Rivaldo Venâncio: ‘Estamos vacinando contra febre amarela pessoas que não estão, de fato, em risco agora'
Embora mais vulneráveis à contaminação por febre amarela, as populações próximas às áreas silvestres não estão sendo alcançadas pela vacinação devido à concentração dos postos e das equipes no ambiente urbano, o que pode vir a provocar uma escalada na ocorrência dos casos. A análise é do infectologista, professor titular da Famed/UFMS e pesquisador associado do CEE-Fiocruz Rivaldo Venâncio, que explica neste comentário ao blog, que, atualmente, há um deslocamento da ocorrência de casos de febre amarela do ambiente silvestre para o urbano.
Segundo Rivaldo, a febre amarela, como outros problemas de saúde pública, tem origem multifatorial e seu desenvolvimento difere do das outras arboviroses, como a dengue. “Por estarmos lidando com uma epidemia cujo foco surge em áreas silvestres, a influência marcante que fatores urbanos, como o abastecimento regular de água para consumo doméstico e a coleta regular do resíduo sólido urbano, têm nas epidemias de dengue não é a mesma nas epidemias de febre amarela silvestre, devido às diferentes características dos mosquitos transmissores”.
Leia a seguir a análise completa de Rivaldo Venâncio.
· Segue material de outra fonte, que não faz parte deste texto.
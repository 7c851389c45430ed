use super::bounds::BoundingBox;
use super::drawable::{Drawable, DrawableCore, Materializable, bind_material};
use crate::engine::{AssetReader, Entity, MaterialHandle, MeshBuffers, RenderEngine};
use crate::errors::{GraphError, Result};

/// Single-mesh drawable.
#[derive(Debug, Clone)]
pub struct Geometry {
    core: DrawableCore,
    material: Option<MaterialHandle>,
    material_override: Option<MaterialHandle>,
    /// Buffers created by `open_mesh`, released with the node.
    mesh: Option<MeshBuffers>,
    /// Fallback material created by `open_mesh`, released with the node.
    owned_material: Option<MaterialHandle>,
}

impl Geometry {
    /// Wraps an engine entity that already carries a renderable.
    #[must_use]
    pub fn new(entity: Entity, bounds: BoundingBox) -> Self {
        Self {
            core: DrawableCore::new(entity, bounds),
            material: None,
            material_override: None,
            mesh: None,
            owned_material: None,
        }
    }

    #[must_use]
    pub fn with_material(mut self, material: MaterialHandle) -> Self {
        self.material = Some(material);
        self
    }

    /// Loads a mesh blob through the engine.
    ///
    /// Without a `material`, the package at `default_material_path` is
    /// instantiated and owned by the geometry.
    pub fn open_mesh(
        engine: &mut dyn RenderEngine,
        assets: &dyn AssetReader,
        path: &str,
        material: Option<MaterialHandle>,
        default_material_path: &str,
    ) -> Result<Self> {
        if assets.is_asset_dir(path) {
            return Err(GraphError::AssetIsDirectory(path.to_string()));
        }
        let data = assets.read_asset_vector(path)?;
        if data.is_empty() {
            return Err(GraphError::EmptyAsset(path.to_string()));
        }

        let mut owned_material = None;
        let material = match material {
            Some(material) => material,
            None => {
                let package = assets.read_asset_vector(default_material_path)?;
                let created = engine.create_material(&package)?;
                owned_material = Some(created);
                created
            }
        };

        let mesh = match engine.load_mesh(&data, Some(material)) {
            Ok(mesh) => mesh,
            Err(e) => {
                log::error!("Failed to load mesh '{path}': {e}");
                if let Some(created) = owned_material {
                    engine.destroy_material(created);
                }
                return Err(e);
            }
        };

        Ok(Self {
            core: DrawableCore::new(mesh.renderable, mesh.bounds),
            material: Some(material),
            material_override: None,
            mesh: Some(mesh),
            owned_material,
        })
    }

    #[must_use]
    pub fn mesh(&self) -> Option<&MeshBuffers> {
        self.mesh.as_ref()
    }
}

impl Drawable for Geometry {
    fn core(&self) -> &DrawableCore {
        &self.core
    }

    fn core_mut(&mut self) -> &mut DrawableCore {
        &mut self.core
    }

    fn pre_render(&mut self, engine: &mut dyn RenderEngine, renderables: &mut Vec<Entity>) {
        let entity = self.core.entity();
        engine.set_transform(entity, self.core.final_matrix());
        match self.effective_material() {
            Some(material) => bind_material(engine, entity, material),
            None => log::debug!("Geometry {entity:?} has no material, drawing with current engine state"),
        }
        renderables.push(entity);
    }

    fn release(&mut self, engine: &mut dyn RenderEngine) {
        if !self.core.mark_released() {
            return;
        }
        if let Some(mesh) = self.mesh.take() {
            engine.destroy_buffer(mesh.vertex_buffer);
            engine.destroy_buffer(mesh.index_buffer);
        }
        if let Some(material) = self.owned_material.take() {
            engine.destroy_material(material);
        }
        engine.destroy_entity(self.core.entity());
    }

    fn as_materializable(&self) -> Option<&dyn Materializable> {
        Some(self)
    }

    fn as_materializable_mut(&mut self) -> Option<&mut dyn Materializable> {
        Some(self)
    }
}

impl Materializable for Geometry {
    fn material(&self) -> Option<MaterialHandle> {
        self.material
    }

    fn set_material(&mut self, material: Option<MaterialHandle>) {
        self.material = material;
    }

    fn material_override(&self) -> Option<MaterialHandle> {
        self.material_override
    }

    fn apply_material_override(&mut self, material: Option<MaterialHandle>) {
        self.material_override = material;
    }
}

#[cfg(test)]
mod tests {
    use super::*;
    use crate::engine::{HeadlessEngine, MemoryAssetReader};

    #[test]
    fn open_mesh_falls_back_to_default_material() {
        let mut engine = HeadlessEngine::new();
        let assets = MemoryAssetReader::new()
            .with_asset("meshes/cube.mesh", b"mesh".to_vec())
            .with_asset("assets/bakedColor.cmat", b"package".to_vec());

        let mut geometry =
            Geometry::open_mesh(&mut engine, &assets, "meshes/cube.mesh", None, "assets/bakedColor.cmat")
                .unwrap();
        let material = geometry.material().unwrap();
        assert!(engine.materials.contains_key(&material));

        geometry.release(&mut engine);
        geometry.release(&mut engine);
        assert!(!engine.materials.contains_key(&material));
        assert!(!engine.is_alive(geometry.entity()));
        assert!(engine.buffers.is_empty());
    }

    #[test]
    fn open_mesh_rejects_empty_and_missing_assets() {
        let mut engine = HeadlessEngine::new();
        let assets = MemoryAssetReader::new().with_asset("empty.mesh", Vec::new());

        assert!(matches!(
            Geometry::open_mesh(&mut engine, &assets, "empty.mesh", None, "m"),
            Err(GraphError::EmptyAsset(_))
        ));
        assert!(matches!(
            Geometry::open_mesh(&mut engine, &assets, "nope.mesh", None, "m"),
            Err(GraphError::AssetNotFound(_))
        ));
    }
}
“Todos os principais problemas de saúde pública são sempre de origem multifatorial. O que observamos nos últimos anos, por razões ainda desconhecidas, é o deslocamento da ocorrência de casos dessa febre amarela provocada dentro do ciclo silvestre. A febre amarela tem dois ciclos: o silvestre e o urbano. No ciclo silvestre, o vírus da febre amarela circula entre macacos e outros mamíferos não humanos, que estão nas áreas silvestres, por meio de mosquitos que compartilham o mesmo habitat e vivem na copa das árvores, os Sabethes e os Haemagogus. Nesse ciclo, o ser humano se infecta acidentalmente, seja a atividades de trabalho ou de lazer. No ciclo urbano de febre amarela, por sua vez, o vírus é transmitido para seres humanos por meio do mosquito aedes aegypti. No entanto, não se registram casos característicos desse ciclo desde 1942.
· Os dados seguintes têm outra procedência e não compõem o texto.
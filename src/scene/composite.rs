use std::fmt;
use std::sync::Arc;

use super::NodeKey;

/// Kind of child-list mutation reported to listeners.
#[derive(Debug, Clone, Copy, PartialEq, Eq, Hash)]
pub enum ChildOp {
    Add,
    /// A child was replaced in place by `set_child`.
    Change,
    Delete,
}

/// Callback fired after a parent's child list changed: `(parent, child, op)`.
pub type ChildListener = Arc<dyn Fn(NodeKey, NodeKey, ChildOp) + Send + Sync>;

/// Ordered child list of a composite node.
///
/// Keys are non-owning; the nodes themselves live in the
/// [`NodeArena`](super::NodeArena), which is the only place that mutates
/// this list so that the parent back-references stay in sync.
#[derive(Clone, Default)]
pub struct Composite {
    children: Vec<NodeKey>,
    listeners: Vec<ChildListener>,
}

impl Composite {
    #[must_use]
    pub fn new() -> Self {
        Self::default()
    }

    #[inline]
    #[must_use]
    pub fn children(&self) -> &[NodeKey] {
        &self.children
    }

    #[inline]
    #[must_use]
    pub fn len(&self) -> usize {
        self.children.len()
    }

    #[inline]
    #[must_use]
    pub fn is_empty(&self) -> bool {
        self.children.is_empty()
    }

    #[must_use]
    pub fn contains(&self, child: NodeKey) -> bool {
        self.children.contains(&child)
    }

    #[must_use]
    pub fn position(&self, child: NodeKey) -> Option<usize> {
        self.children.iter().position(|&c| c == child)
    }

    pub fn add_listener(&mut self, listener: ChildListener) {
        self.listeners.push(listener);
    }

    #[must_use]
    pub fn listeners(&self) -> &[ChildListener] {
        &self.listeners
    }

    pub(crate) fn push(&mut self, child: NodeKey) {
        self.children.push(child);
    }

    /// Puts `child` at `index`, returning the previous occupant.
    pub(crate) fn replace(&mut self, index: usize, child: NodeKey) -> NodeKey {
        std::mem::replace(&mut self.children[index], child)
    }

    pub(crate) fn remove(&mut self, child: NodeKey) -> bool {
        match self.position(child) {
            Some(i) => {
                self.children.remove(i);
                true
            }
            None => false,
        }
    }

    /// Removes up to `count` children starting at `start`, clamped to the list.
    pub(crate) fn drain(&mut self, start: usize, count: usize) -> Vec<NodeKey> {
        let start = start.min(self.children.len());
        let end = start.saturating_add(count).min(self.children.len());
        self.children.drain(start..end).collect()
    }

    pub(crate) fn clear_children(&mut self) {
        self.children.clear();
    }
}

impl fmt::Debug for Composite {
    fn fmt(&self, f: &mut fmt::Formatter<'_>) -> fmt::Result {
        f.debug_struct("Composite")
            .field("children", &self.children)
            .field("listeners", &self.listeners.len())
            .finish()
    }
}

#[cfg(test)]
mod tests {
    use super::*;
    use slotmap::SlotMap;

    #[test]
    fn drain_clamps_to_bounds() {
        let mut keys: SlotMap<NodeKey, ()> = SlotMap::with_key();
        let mut composite = Composite::new();
        let all: Vec<NodeKey> = (0..4).map(|_| keys.insert(())).collect();
        for &k in &all {
            composite.push(k);
        }

        assert_eq!(composite.drain(2, 10), all[2..].to_vec());
        assert!(composite.drain(7, 1).is_empty());
        assert_eq!(composite.drain(0, usize::MAX), all[..2].to_vec());
        assert!(composite.is_empty());
    }
}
O anúncio do ciclo de febre amarela silvestre é dado pela morte de macacos que foram infectados pelos mosquitos. Quando há o deslocamento desse ciclo silvestre para próximo daquela população que não era originalmente e obrigatoriamente vacinada – em uma faixa estreita no Sudeste e Nordeste –, há a necessidade de se estender a proteção a essa população com a vacina. Por isso, foi ampliada a área na qual a vacina contra a febre amarela passa a ser aplicada.
Por estarmos lidando com uma epidemia cujo foco surge em áreas silvestres, a influência marcante que fatores urbanos, como o abastecimento regular de água para consumo doméstico e a coleta regular do resíduo sólido urbano, por exemplo, têm nas epidemias de dengue não é a mesma nas epidemias de febre amarela silvestre, devido às diferentes características dos mosquitos transmissores.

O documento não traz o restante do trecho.